Type out all the data below, word for word.

Dataset START

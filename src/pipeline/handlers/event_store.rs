use std::sync::Arc;

use async_trait::async_trait;
use serde_json::Value;
use tracing::trace;

use crate::message::{Message, Priority};
use crate::pipeline::chain::Handler;
use crate::storage::{EventRow, StorageBackend};

/// Nova events that are not about one instance
const NOVA_UNBOUND_EVENTS: &[&str] = &[
    "scheduler.run_instance.start",
    "scheduler.run_instance.end",
    "aggregate.create.start",
    "aggregate.create.end",
    "aggregate.addhost.start",
    "aggregate.addhost.end",
    "aggregate.removehost.start",
    "aggregate.removehost.end",
    "aggregate.delete.start",
    "aggregate.delete.end",
    "aggregate.updatemetadata.start",
    "aggregate.updatemetadata.end",
    "aggregate.updateprop.start",
    "aggregate.updateprop.end",
    "network.floating_ip.allocate",
    "network.floating_ip.deallocate",
    "add_host_to_aggregate",
    "remove_host_from_aggregate",
    "create_aggregate",
    "delete_aggregate",
];

const NEUTRON_RESOURCES: &[&str] = &["network", "port", "router", "subnet"];

/// Persists every message of its route as an event row
pub struct EventStoreHandler {
    service: String,
    storage: Arc<dyn StorageBackend>,
}

impl EventStoreHandler {
    pub fn new(service: impl Into<String>, storage: Arc<dyn StorageBackend>) -> Self {
        Self {
            service: service.into(),
            storage,
        }
    }
}

fn string_at(message: &Message, path: &[&str]) -> Option<String> {
    message
        .payload_at(path)
        .and_then(Value::as_str)
        .map(str::to_string)
}

/// Id of the object `message` is about, resolved per source service
pub fn object_id(service: &str, message: &Message) -> Option<String> {
    let event_type = message.event_type.as_str();

    match service {
        "nova" => {
            if NOVA_UNBOUND_EVENTS.contains(&event_type) || message.priority == Priority::Error {
                return None;
            }
            string_at(message, &["instance_id"])
        }
        "cinder" => match event_type {
            "volume_type.delete" if message.priority == Priority::Error => {
                string_at(message, &["id"])
            }
            "volume_type.create" | "volume_type.delete" => None,
            _ => string_at(message, &["volume_id"]),
        },
        "glance" => string_at(message, &["id"]),
        "neutron" => NEUTRON_RESOURCES.iter().find_map(|&resource| {
            let key = format!("{resource}_id");
            string_at(message, &[key.as_str()]).or_else(|| string_at(message, &[resource, "id"]))
        }),
        _ => None,
    }
}

#[async_trait]
impl Handler for EventStoreHandler {
    fn name(&self) -> &str {
        "event_store"
    }

    async fn handle(&self, message: &Message) -> anyhow::Result<()> {
        // some publishers (e.g. `volumeType`) carry no hostname
        let (binary, hostname) = message
            .binary_and_hostname()
            .unwrap_or((message.publisher_id.as_str(), ""));

        let event = EventRow {
            service: self.service.clone(),
            event_type: message.event_type.clone(),
            message_id: message.message_id.clone(),
            request_id: message.request_id().map(str::to_string),
            tenant_id: message.tenant_id().map(str::to_string),
            object_id: object_id(&self.service, message),
            priority: message.priority,
            binary: binary.to_string(),
            hostname: hostname.to_string(),
            timestamp: message.parsed_timestamp(),
            raw: message.to_json_without_context(),
        };
        trace!("storing {} event {}", self.service, event.event_type);

        self.storage.insert_event(event).await?;
        Ok(())
    }
}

Dataset END

_Result:_
filename src/pipeline/handlers/event_store.rs
use std::sync::Arc;

use async_trait::async_trait;
use serde_json::Value;
use tracing::trace;

use crate::message::{Message, Priority};
use crate::pipeline::chain::Handler;
use crate::storage::{EventRow, StorageBackend};

/// Nova events that are not about one instance
const NOVA_UNBOUND_EVENTS: &[&str] = &[
    "scheduler.run_instance.start",
    "scheduler.run_instance.end",
    "aggregate.create.start",
    "aggregate.create.end",
    "aggregate.addhost.start",
    "aggregate.addhost.end",
    "aggregate.removehost.start",
    "aggregate.removehost.end",
    "aggregate.delete.start",
    "aggregate.delete.end",
    "aggregate.updatemetadata.start",
    "aggregate.updatemetadata.end",
    "aggregate.updateprop.start",
    "aggregate.updateprop.end",
    "network.floating_ip.allocate",
    "network.floating_ip.deallocate",
    "add_host_to_aggregate",
    "remove_host_from_aggregate",
    "create_aggregate",
    "delete_aggregate",
];

const NEUTRON_RESOURCES: &[&str] = &["network", "port", "router", "subnet"];

/// Persists every message of its route as an event row
pub struct EventStoreHandler {
    service: String,
    storage: Arc<dyn StorageBackend>,
}

impl EventStoreHandler {
    pub fn new(service: impl Into<String>, storage: Arc<dyn StorageBackend>) -> Self {
        Self {
            service: service.into(),
            storage,
        }
    }
}

fn string_at(message: &Message, path: &[&str]) -> Option<String> {
    message
        .payload_at(path)
        .and_then(Value::as_str)
        .map(str::to_string)
}

/// Id of the object `message` is about, resolved per source service
pub fn object_id(service: &str, message: &Message) -> Option<String> {
    let event_type = message.event_type.as_str();

    match service {
        "nova" => {
            if NOVA_UNBOUND_EVENTS.contains(&event_type) || message.priority == Priority::Error {
                return None;
            }
            string_at(message, &["instance_id"])
        }
        "cinder" => match event_type {
            "volume_type.delete" if message.priority == Priority::Error => {
                string_at(message, &["id"])
            }
            "volume_type.create" | "volume_type.delete" => None,
            _ => string_at(message, &["volume_id"]),
        },
        "glance" => string_at(message, &["id"]),
        "neutron" => NEUTRON_RESOURCES.iter().find_map(|&resource| {
            let key = format!("{resource}_id");
            string_at(message, &[key.as_str()]).or_else(|| string_at(message, &[resource, "id"]))
        }),
        _ => None,
    }
}

#[async_trait]
impl Handler for EventStoreHandler {
    fn name(&self) -> &str {
        "event_store"
    }

    async fn handle(&self, message: &Message) -> anyhow::Result<()> {
        // some publishers (e.g. `volumeType`) carry no hostname
        let (binary, hostname) = message
            .binary_and_hostname()
            .unwrap_or((message.publisher_id.as_str(), ""));

        let event = EventRow {
            service: self.service.clone(),
            event_type: message.event_type.clone(),
            message_id: message.message_id.clone(),
            request_id: message.request_id().map(str::to_string),
            tenant_id: message.tenant_id().map(str::to_string),
            object_id: object_id(&self.service, message),
            priority: message.priority,
            binary: binary.to_string(),
            hostname: hostname.to_string(),
            timestamp: message.parsed_timestamp(),
            raw: message.to_json_without_context(),
        };
        trace!("storing {} event {}", self.service, event.event_type);

        self.storage.insert_event(event).await?;
        Ok(())
    }
}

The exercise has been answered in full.